Was tun, wenn man in Porto ist, und unerwartet ganz plötzlich einen Nachmittag zur freien Verfügung hat? Essen natürlich! Bei meiner letzten Reise in Portugals zweitgrösste Stadt habe ich bereits das fantastische The Yeatman (zum Bericht) besucht, heute will ich etwas Neues kennenlernen. Eine kurze Suche und einen Anruf später sitze ich im Taxi in Richtung Foz, einem historischen Stadtteil Portos, wo der Douro in den Atlantik mündet. In den eng gewundenen Gassen dieser Vorstadt liegt das Restaurante Pedro Lemos des gleichnamigen Chefs, das so kurzfristig noch einen Tisch frei hatte. Der Taxifahrer verfährt sich im verwirrenden Netz der Strässchen gleich zwei Mal (böse Absicht will ich ihm nicht unterstellen) und lädt mich erst beim dritten Versuch, begleitet von einem abrupten Bremsmanöver und quietschenden Reifen, vor meinem Ziel ab.

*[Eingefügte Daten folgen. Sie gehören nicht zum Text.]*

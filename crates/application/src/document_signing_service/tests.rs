use std::collections::HashMap;
use std::sync::Arc;

use async_trait::async_trait;
use proptrack_core::{AppError, AppResult, RecordId};
use proptrack_domain::{AuditTrail, DeliveryMethod};
use tokio::sync::Mutex;

use crate::{AuditTrailRepository, DocumentDelivery, DocumentDeliveryService};

use super::DocumentSigningService;

#[derive(Default)]
struct FakeAuditTrailRepository {
    trails: Mutex<HashMap<RecordId, AuditTrail>>,
}

#[async_trait]
impl AuditTrailRepository for FakeAuditTrailRepository {
    async fn find_trail(&self, document_id: &RecordId) -> AppResult<Option<AuditTrail>> {
        Ok(self.trails.lock().await.get(document_id).cloned())
    }

    async fn save_trail(&self, trail: &AuditTrail) -> AppResult<()> {
        self.trails
            .lock()
            .await
            .insert(trail.document_id().clone(), trail.clone());
        Ok(())
    }
}

#[derive(Default)]
struct FakeDeliveryService {
    deliveries: Mutex<Vec<DocumentDelivery>>,
    fail: bool,
}

#[async_trait]
impl DocumentDeliveryService for FakeDeliveryService {
    async fn deliver(&self, delivery: &DocumentDelivery) -> AppResult<()> {
        if self.fail {
            return Err(AppError::Internal("gateway unavailable".to_owned()));
        }
        self.deliveries.lock().await.push(delivery.clone());
        Ok(())
    }
}

fn build_service(
    delivery_service: Arc<FakeDeliveryService>,
) -> (DocumentSigningService, Arc<FakeAuditTrailRepository>) {
    let repository = Arc::new(FakeAuditTrailRepository::default());
    let service = DocumentSigningService::new(repository.clone(), delivery_service);
    (service, repository)
}

fn action_tags(trail: &AuditTrail) -> Vec<String> {
    trail
        .actions()
        .iter()
        .map(|action| action.action().to_owned())
        .collect()
}

#[tokio::test]
async fn signing_workflow_is_persisted_step_by_step() {
    let (service, repository) = build_service(Arc::new(FakeDeliveryService::default()));
    let document_id = RecordId::from("doc-1");
    let signer_id = RecordId::from("s1");

    assert!(service.start_trail(document_id.clone()).await.is_ok());
    assert!(
        service
            .add_signer(&document_id, signer_id.clone(), "Jane Doe", "jane@example.com")
            .await
            .is_ok()
    );
    assert!(
        service
            .record_consent(&document_id, &signer_id, Some("10.0.0.1".to_owned()), None)
            .await
            .is_ok()
    );
    assert!(
        service
            .record_signature(&document_id, &signer_id, Some("10.0.0.1".to_owned()), None)
            .await
            .is_ok()
    );
    assert!(service.complete(&document_id).await.is_ok());

    let stored = repository.trails.lock().await.get(&document_id).cloned();
    let Some(stored) = stored else {
        panic!("trail should be stored");
    };
    assert!(stored.is_completed());
    assert!(stored.all_signed());
    assert_eq!(
        action_tags(&stored),
        vec![
            "consent_recorded".to_owned(),
            "signature_recorded".to_owned(),
            "document_completed".to_owned(),
        ]
    );
}

#[tokio::test]
async fn starting_twice_conflicts() {
    let (service, _) = build_service(Arc::new(FakeDeliveryService::default()));
    let document_id = RecordId::Number(12);

    assert!(service.start_trail(document_id.clone()).await.is_ok());
    let second = service.start_trail(document_id).await;

    assert!(matches!(second, Err(AppError::Conflict(_))));
}

#[tokio::test]
async fn operations_on_missing_trail_are_not_found() {
    let (service, _) = build_service(Arc::new(FakeDeliveryService::default()));
    let document_id = RecordId::from("missing");

    let consent = service
        .record_consent(&document_id, &RecordId::from("s1"), None, None)
        .await;
    let certificate = service.certificate(&document_id, "Lease").await;

    assert!(matches!(consent, Err(AppError::NotFound(_))));
    assert!(matches!(certificate, Err(AppError::NotFound(_))));
}

#[tokio::test]
async fn consent_for_unknown_signer_is_still_recorded() {
    let (service, _) = build_service(Arc::new(FakeDeliveryService::default()));
    let document_id = RecordId::from("doc-2");
    assert!(service.start_trail(document_id.clone()).await.is_ok());

    let trail = service
        .record_consent(&document_id, &RecordId::from("ghost"), None, None)
        .await;

    let Ok(trail) = trail else {
        panic!("consent should be recorded");
    };
    assert!(trail.signers().is_empty());
    assert_eq!(action_tags(&trail), vec!["consent_recorded".to_owned()]);
}

#[tokio::test]
async fn signature_for_unknown_signer_still_logs_attempt() {
    let (service, repository) = build_service(Arc::new(FakeDeliveryService::default()));
    let document_id = RecordId::from("doc-4");
    assert!(service.start_trail(document_id.clone()).await.is_ok());
    assert!(
        service
            .add_signer(&document_id, RecordId::from("s1"), "Jane Doe", "jane@example.com")
            .await
            .is_ok()
    );

    let trail = service
        .record_signature(&document_id, &RecordId::from("ghost"), None, None)
        .await;

    let Ok(trail) = trail else {
        panic!("signature attempt should be recorded");
    };
    assert_eq!(trail.signers().len(), 1);
    assert!(!trail.all_signed());
    assert_eq!(action_tags(&trail), vec!["signature_recorded".to_owned()]);

    let stored = repository.trails.lock().await.get(&document_id).cloned();
    assert_eq!(stored.as_ref(), Some(&trail));
}

#[tokio::test]
async fn completed_trail_still_accepts_signer_changes() {
    let (service, _) = build_service(Arc::new(FakeDeliveryService::default()));
    let document_id = RecordId::Number(21);
    let signer_id = RecordId::from("late");
    assert!(service.start_trail(document_id.clone()).await.is_ok());

    let completed = service.complete(&document_id).await;
    let Ok(completed) = completed else {
        panic!("trail should complete");
    };
    assert!(
        service
            .add_signer(&document_id, signer_id.clone(), "Late Signer", "late@example.com")
            .await
            .is_ok()
    );
    let signed = service
        .record_signature(&document_id, &signer_id, None, None)
        .await;

    let Ok(signed) = signed else {
        panic!("signature should be recorded after completion");
    };
    assert_eq!(signed.completion_time(), completed.completion_time());
    assert!(signed.all_signed());
    assert_eq!(
        action_tags(&signed),
        vec![
            "document_completed".to_owned(),
            "signature_recorded".to_owned(),
        ]
    );
}

#[tokio::test]
async fn send_document_delivers_then_records_action() {
    let delivery_service = Arc::new(FakeDeliveryService::default());
    let (service, _) = build_service(delivery_service.clone());
    let document_id = RecordId::from("doc-3");
    assert!(service.start_trail(document_id.clone()).await.is_ok());

    let trail = service
        .send_document(DocumentDelivery {
            document_id: document_id.clone(),
            method: DeliveryMethod::Sms,
            recipient: "+15550100".to_owned(),
            message: "Please sign your lease".to_owned(),
        })
        .await;

    let Ok(trail) = trail else {
        panic!("document should be sent");
    };
    assert_eq!(delivery_service.deliveries.lock().await.len(), 1);
    assert_eq!(action_tags(&trail), vec!["document_sent".to_owned()]);
    let details = trail.actions()[0].details();
    assert_eq!(
        details.and_then(|map| map.get("method")),
        Some(&serde_json::Value::String("sms".to_owned()))
    );
}

#[tokio::test]
async fn failed_delivery_records_nothing() {
    let delivery_service = Arc::new(FakeDeliveryService {
        deliveries: Mutex::new(Vec::new()),
        fail: true,
    });
    let (service, repository) = build_service(delivery_service);
    let document_id = RecordId::from("doc-4");
    assert!(service.start_trail(document_id.clone()).await.is_ok());

    let result = service
        .send_document(DocumentDelivery {
            document_id: document_id.clone(),
            method: DeliveryMethod::Email,
            recipient: "tenant@example.com".to_owned(),
            message: String::new(),
        })
        .await;

    assert!(result.is_err());
    let stored = repository.trails.lock().await.get(&document_id).cloned();
    assert!(matches!(stored, Some(trail) if trail.actions().is_empty()));
}

#[tokio::test]
async fn blank_recipient_is_rejected() {
    let (service, _) = build_service(Arc::new(FakeDeliveryService::default()));
    let document_id = RecordId::from("doc-5");
    assert!(service.start_trail(document_id.clone()).await.is_ok());

    let result = service
        .send_document(DocumentDelivery {
            document_id,
            method: DeliveryMethod::WhatsApp,
            recipient: "  ".to_owned(),
            message: "hi".to_owned(),
        })
        .await;

    assert!(matches!(result, Err(AppError::Validation(_))));
}

#[tokio::test]
async fn certificate_reports_open_trail() {
    let (service, _) = build_service(Arc::new(FakeDeliveryService::default()));
    let document_id = RecordId::from("doc-6");
    assert!(service.start_trail(document_id.clone()).await.is_ok());
    assert!(service.record_view(&document_id, None, None).await.is_ok());

    let certificate = service.certificate(&document_id, "Move-in Checklist").await;

    let Ok(certificate) = certificate else {
        panic!("certificate should render");
    };
    assert!(certificate.contains("Document ID: doc-6"));
    assert!(certificate.contains("Not completed"));
    assert!(certificate.contains("- document_viewed"));
}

Trotz Reservation zeigt man sich im Service einigermassen überrascht von meiner scheinbar unerwarteten Präsenz. Man hat wohl nicht mehr damit gerechnet, an diesem Mittag nochmal Gäste bewirten zu müssen und niemand kann sich an ein Telefongespräch mit mir erinnern. Schlussendlich werde ich nach einem kurzen Austausch mit der etwas brummig wirkenden Belegschaft in den ersten Stock an meinen Tisch geführt. Zweifellos gibt es bessere Einstiege in ein Mittagessen, doch ein Glas 3B Blanc de Blancs Brut Nature der exzellenten Winzerin Filipa Pato aus Bairrada machen die unglücklichen Umstände schnell vergessen. Der erste Teller lässt auch nicht lange auf sich warten.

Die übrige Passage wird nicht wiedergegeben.